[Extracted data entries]
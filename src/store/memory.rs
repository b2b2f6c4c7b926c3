use super::{DocumentStore, Versioned};
use async_trait::async_trait;
use serde_json::Value;
use std::collections::{hash_map::Entry, HashMap};
use tokio::sync::Mutex;
use uuid::Uuid;

/// Process-local store with the same guarantees as the database backend.
/// Everything is lost on restart.
#[derive(Default)]
pub struct MemoryStore {
    inner: Mutex<Inner>,
}

#[derive(Default)]
struct Inner {
    docs: HashMap<(&'static str, Uuid), Versioned>,
    keys: HashMap<(&'static str, String), Uuid>,
    counters: HashMap<String, i64>,
}

#[async_trait]
impl DocumentStore for MemoryStore {
    async fn fetch(&self, collection: &'static str, id: Uuid) -> anyhow::Result<Option<Versioned>> {
        Ok(self.inner.lock().await.docs.get(&(collection, id)).cloned())
    }

    async fn fetch_all(&self, collection: &'static str) -> anyhow::Result<Vec<Versioned>> {
        Ok(self
            .inner
            .lock()
            .await
            .docs
            .iter()
            .filter(|((c, _), _)| *c == collection)
            .map(|(_, doc)| doc.clone())
            .collect())
    }

    async fn insert(&self, collection: &'static str, id: Uuid, body: Value) -> anyhow::Result<()> {
        match self.inner.lock().await.docs.entry((collection, id)) {
            Entry::Occupied(_) => anyhow::bail!("duplicate id {id} in {collection}"),
            Entry::Vacant(slot) => {
                slot.insert(Versioned { version: 1, body });
                Ok(())
            }
        }
    }

    async fn compare_and_swap(
        &self,
        collection: &'static str,
        id: Uuid,
        expected: i64,
        body: Value,
    ) -> anyhow::Result<bool> {
        let mut inner = self.inner.lock().await;
        match inner.docs.get_mut(&(collection, id)) {
            Some(doc) if doc.version == expected => {
                doc.version += 1;
                doc.body = body;
                Ok(true)
            }
            _ => Ok(false),
        }
    }

    async fn remove(&self, collection: &'static str, id: Uuid) -> anyhow::Result<bool> {
        Ok(self.inner.lock().await.docs.remove(&(collection, id)).is_some())
    }

    async fn reserve_key(&self, namespace: &'static str, key: &str, owner: Uuid) -> anyhow::Result<bool> {
        match self.inner.lock().await.keys.entry((namespace, key.to_string())) {
            Entry::Occupied(_) => Ok(false),
            Entry::Vacant(slot) => {
                slot.insert(owner);
                Ok(true)
            }
        }
    }

    async fn release_key(&self, namespace: &'static str, key: &str) -> anyhow::Result<()> {
        self.inner
            .lock()
            .await
            .keys
            .remove(&(namespace, key.to_string()));
        Ok(())
    }

    async fn key_owner(&self, namespace: &'static str, key: &str) -> anyhow::Result<Option<Uuid>> {
        Ok(self
            .inner
            .lock()
            .await
            .keys
            .get(&(namespace, key.to_string()))
            .copied())
    }

    async fn next_in_sequence(&self, name: &str) -> anyhow::Result<i64> {
        let mut inner = self.inner.lock().await;
        let counter = inner.counters.entry(name.to_string()).or_insert(0);
        *counter += 1;
        Ok(*counter)
    }
}
impl Event {
    pub fn registered_count(&self) -> usize {
        self.registrations.len()
    }

    pub fn is_full(&self) -> bool {
        self.registrations.len() >= self.max_capacity as usize
    }

    pub fn is_registered(&self, user: Uuid) -> bool {
        self.registrations.iter().any(|r| r.user == user)
    }

    pub fn apply(&mut self, patch: EventPatch) -> AppResult<()> {
        if let Some(title) = patch.title {
            super::required_max("title", &title, 100)?;
            self.title = title.trim().to_string();
        }
        if let Some(description) = patch.description {
            super::required_max("description", &description, 500)?;
            self.description = description;
        }
        if let Some(full) = patch.full_description {
            super::max_len("fullDescription", &full, 2000)?;
            self.full_description = Some(full);
        }
        if let Some(max_capacity) = patch.max_capacity {
            check_capacity(max_capacity)?;
            if (max_capacity as usize) < self.registrations.len() {
                return Err(AppError::validation(
                    "maxCapacity",
                    "capacity cannot be lower than the number of registrations",
                ));
            }
            self.max_capacity = max_capacity;
        }
        if patch.organizer_contact.is_some() {
            check_contact(patch.organizer_contact.as_deref())?;
            self.organizer_contact = patch.organizer_contact;
        }
        if let Some(time) = patch.time {
            super::required("time", &time)?;
            self.time = time;
        }
        if let Some(venue) = patch.venue {
            super::required("venue", &venue)?;
            self.venue = venue;
        }
        if let Some(organizer) = patch.organizer {
            super::required("organizer", &organizer)?;
            self.organizer = organizer;
        }
        if let Some(date) = patch.date {
            self.date = date;
        }
        if patch.end_time.is_some() {
            self.end_time = patch.end_time;
        }
        if let Some(category) = patch.category {
            self.category = category;
        }
        if let Some(eligibility) = patch.eligibility {
            self.eligibility = eligibility;
        }
        if patch.prerequisites.is_some() {
            self.prerequisites = patch.prerequisites;
        }
        if patch.registration_deadline.is_some() {
            self.registration_deadline = patch.registration_deadline;
        }
        if let Some(status) = patch.status {
            self.status = status;
        }
        if let Some(tags) = patch.tags {
            self.tags = tags;
        }
        Ok(())
    }

    /// Appends a registration for `user` if the event still accepts one.
    pub fn register(&mut self, user: Uuid, form: RegistrationForm, now: DateTime<Utc>) -> AppResult<()> {
        if matches!(self.status, EventStatus::Cancelled | EventStatus::Completed) {
            return Err(AppError::invalid_state("event is no longer open for registration"));
        }
        if self.registration_deadline.map_or(false, |deadline| deadline < now) {
            return Err(AppError::invalid_state("registration deadline has passed"));
        }
        if self.is_full() {
            return Err(AppError::CapacityExceeded);
        }
        if self.is_registered(user) {
            return Err(AppError::conflict("already registered for this event"));
        }

        self.registrations.push(Registration {
            id: Uuid::new_v4(),
            user,
            registration_data: form,
            registered_at: now,
        });
        Ok(())
    }

    /// Returns whether a registration was removed.
    pub fn unregister(&mut self, user: Uuid) -> bool {
        let before = self.registrations.len();
        self.registrations.retain(|r| r.user != user);
        before != self.registrations.len()
    }

    pub fn user_ids(&self) -> Vec<Uuid> {
        std::iter::once(self.created_by)
            .chain(self.registrations.iter().map(|r| r.user))
            .collect()
    }

    pub fn populate(self, users: &Directory) -> Event<Populated> {
        Event {
            id: self.id,
            title: self.title,
            description: self.description,
            full_description: self.full_description,
            date: self.date,
            time: self.time,
            end_time: self.end_time,
            venue: self.venue,
            category: self.category,
            poster: self.poster,
            organizer: self.organizer,
            organizer_contact: self.organizer_contact,
            eligibility: self.eligibility,
            prerequisites: self.prerequisites,
            max_capacity: self.max_capacity,
            registration_deadline: self.registration_deadline,
            status: self.status,
            tags: self.tags,
            registrations: self
                .registrations
                .into_iter()
                .map(|r| Registration {
                    id: r.id,
                    user: users.summary(r.user),
                    registration_data: r.registration_data,
                    registered_at: r.registered_at,
                })
                .collect(),
            created_by: users.summary(self.created_by),
            created_at: self.created_at,
            updated_at: self.updated_at,
        }
    }
}
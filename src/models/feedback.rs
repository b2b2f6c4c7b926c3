use super::{Directory, Populated};
use crate::{
    access::{Owned, Principal},
    error::{AppError, AppResult},
};
use chrono::{DateTime, Utc};
use serde::{Deserialize, Serialize};
use uuid::Uuid;

#[derive(Debug, Clone, Copy, PartialEq, Eq, Serialize, Deserialize)]
#[serde(rename_all = "lowercase")]
pub enum FeedbackCategory {
    Academic,
    Infrastructure,
    Hostel,
    Food,
    Transport,
    Other,
}

#[derive(Debug, Clone, Copy, PartialEq, Eq, Serialize, Deserialize)]
#[serde(rename_all = "lowercase")]
pub enum Priority {
    Low,
    Medium,
    High,
}

#[derive(Debug, Clone, Copy, PartialEq, Eq, Serialize, Deserialize)]
#[serde(rename_all = "kebab-case")]
pub enum TicketStatus {
    Pending,
    InProgress,
    Resolved,
    Closed,
}

#[derive(Debug, Clone, Serialize, Deserialize)]
#[serde(rename_all = "camelCase")]
pub struct FeedbackTicket<U = Uuid> {
    pub id: Uuid,
    pub ticket_code: String,
    pub title: String,
    pub description: String,
    pub category: FeedbackCategory,
    pub priority: Priority,
    pub status: TicketStatus,
    pub is_anonymous: bool,
    pub submitted_by: U,
    pub assigned_to: Option<U>,
    #[serde(default)]
    pub responses: Vec<TicketResponse<U>>,
    #[serde(default)]
    pub attachments: Vec<String>,
    pub rating: Option<u8>,
    pub created_at: DateTime<Utc>,
    pub updated_at: DateTime<Utc>,
}

document!(FeedbackTicket, "feedback", "Feedback");

impl Owned for FeedbackTicket {
    fn owner(&self) -> Uuid {
        self.submitted_by
    }
}

#[derive(Debug, Clone, Serialize, Deserialize)]
#[serde(rename_all = "camelCase")]
pub struct TicketResponse<U = Uuid> {
    pub id: Uuid,
    pub message: String,
    pub responded_by: U,
    pub responded_at: DateTime<Utc>,
}

#[derive(Debug, Clone, Deserialize)]
#[serde(rename_all = "camelCase")]
pub struct NewFeedback {
    pub title: String,
    pub description: String,
    pub category: FeedbackCategory,
    pub priority: Option<Priority>,
    #[serde(default)]
    pub is_anonymous: bool,
    #[serde(default)]
    pub attachments: Vec<String>,
}

/// Staff triage. Only the provided fields change.
#[derive(Debug, Clone, Default, Deserialize)]
#[serde(rename_all = "camelCase")]
pub struct Triage {
    pub status: Option<TicketStatus>,
    pub priority: Option<Priority>,
    pub assigned_to: Option<Uuid>,
}

#[derive(Debug, Clone, Default, Deserialize)]
#[serde(rename_all = "camelCase")]
pub struct FeedbackFilter {
    pub category: Option<FeedbackCategory>,
    pub status: Option<TicketStatus>,
    pub priority: Option<Priority>,
}

impl FeedbackFilter {
    pub fn matches(&self, ticket: &FeedbackTicket) -> bool {
        self.category.map_or(true, |c| c == ticket.category)
            && self.status.map_or(true, |s| s == ticket.status)
            && self.priority.map_or(true, |p| p == ticket.priority)
    }
}

/// `FB-<year>-<seq>`, the sequence padded to at least three digits.
pub fn ticket_code(year: i32, sequence: i64) -> String {
    format!("FB-{year}-{sequence:03}")
}

impl NewFeedback {
    pub fn validate(&self) -> AppResult<()> {
        super::required_max("title", &self.title, 100)?;
        super::required_max("description", &self.description, 1000)
    }

    pub fn into_ticket(self, ticket_code: String, submitted_by: Uuid, now: DateTime<Utc>) -> FeedbackTicket {
        FeedbackTicket {
            id: Uuid::new_v4(),
            ticket_code,
            title: self.title.trim().to_string(),
            description: self.description,
            category: self.category,
            priority: self.priority.unwrap_or(Priority::Medium),
            status: TicketStatus::Pending,
            is_anonymous: self.is_anonymous,
            submitted_by,
            assigned_to: None,
            responses: Vec::new(),
            attachments: self.attachments,
            rating: None,
            created_at: now,
            updated_at: now,
        }
    }
}

impl FeedbackTicket {
    pub fn triage(&mut self, triage: Triage) {
        if let Some(status) = triage.status {
            self.status = status;
        }
        if let Some(priority) = triage.priority {
            self.priority = priority;
        }
        if triage.assigned_to.is_some() {
            self.assigned_to = triage.assigned_to;
        }
    }

    /// Appends a staff response. The first response on a pending ticket
    /// moves it to in-progress.
    pub fn respond(&mut self, responder: Uuid, message: String, now: DateTime<Utc>) -> AppResult<()> {
        super::required_max("message", &message, 1000)?;
        self.responses.push(TicketResponse {
            id: Uuid::new_v4(),
            message,
            responded_by: responder,
            responded_at: now,
        });
        if self.status == TicketStatus::Pending {
            self.status = TicketStatus::InProgress;
        }
        Ok(())
    }

    pub fn rate(&mut self, rating: u8) -> AppResult<()> {
        if !(1..=5).contains(&rating) {
            return Err(AppError::validation("rating", "rating must be between 1 and 5"));
        }
        if !matches!(self.status, TicketStatus::Resolved | TicketStatus::Closed) {
            return Err(AppError::invalid_state(
                "feedback can only be rated once it is resolved or closed",
            ));
        }
        self.rating = Some(rating);
        Ok(())
    }

    pub fn user_ids(&self) -> Vec<Uuid> {
        std::iter::once(self.submitted_by)
            .chain(self.assigned_to)
            .chain(self.responses.iter().map(|r| r.responded_by))
            .collect()
    }

    pub fn populate(self, users: &Directory) -> FeedbackTicket<Populated> {
        let user = |id| users.summary(id);
        FeedbackTicket {
            id: self.id,
            ticket_code: self.ticket_code,
            title: self.title,
            description: self.description,
            category: self.category,
            priority: self.priority,
            status: self.status,
            is_anonymous: self.is_anonymous,
            submitted_by: user(self.submitted_by),
            assigned_to: self.assigned_to.map(user),
            responses: self
                .responses
                .into_iter()
                .map(|r| TicketResponse {
                    id: r.id,
                    message: r.message,
                    responded_by: user(r.responded_by),
                    responded_at: r.responded_at,
                })
                .collect(),
            attachments: self.attachments,
            rating: self.rating,
            created_at: self.created_at,
            updated_at: self.updated_at,
        }
    }

    /// Renders the ticket for `viewer` with its users resolved, hiding the
    /// submitter of anonymous tickets from everyone but the submitter and
    /// admins.
    pub fn present(&self, viewer: &Principal, users: &Directory) -> AppResult<serde_json::Value> {
        let hidden = self.is_anonymous && viewer.id != self.submitted_by && !viewer.is_admin();
        let mut value = serde_json::to_value(self.clone().populate(users)).map_err(anyhow::Error::from)?;
        if hidden {
            if let Some(fields) = value.as_object_mut() {
                fields.remove("submittedBy");
            }
        }
        Ok(value)
    }
}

- TASK DETAILS
Work out how many lines in this data contain "rating". Only that number should be given.

- ANSWER TO THE PROBLEM
7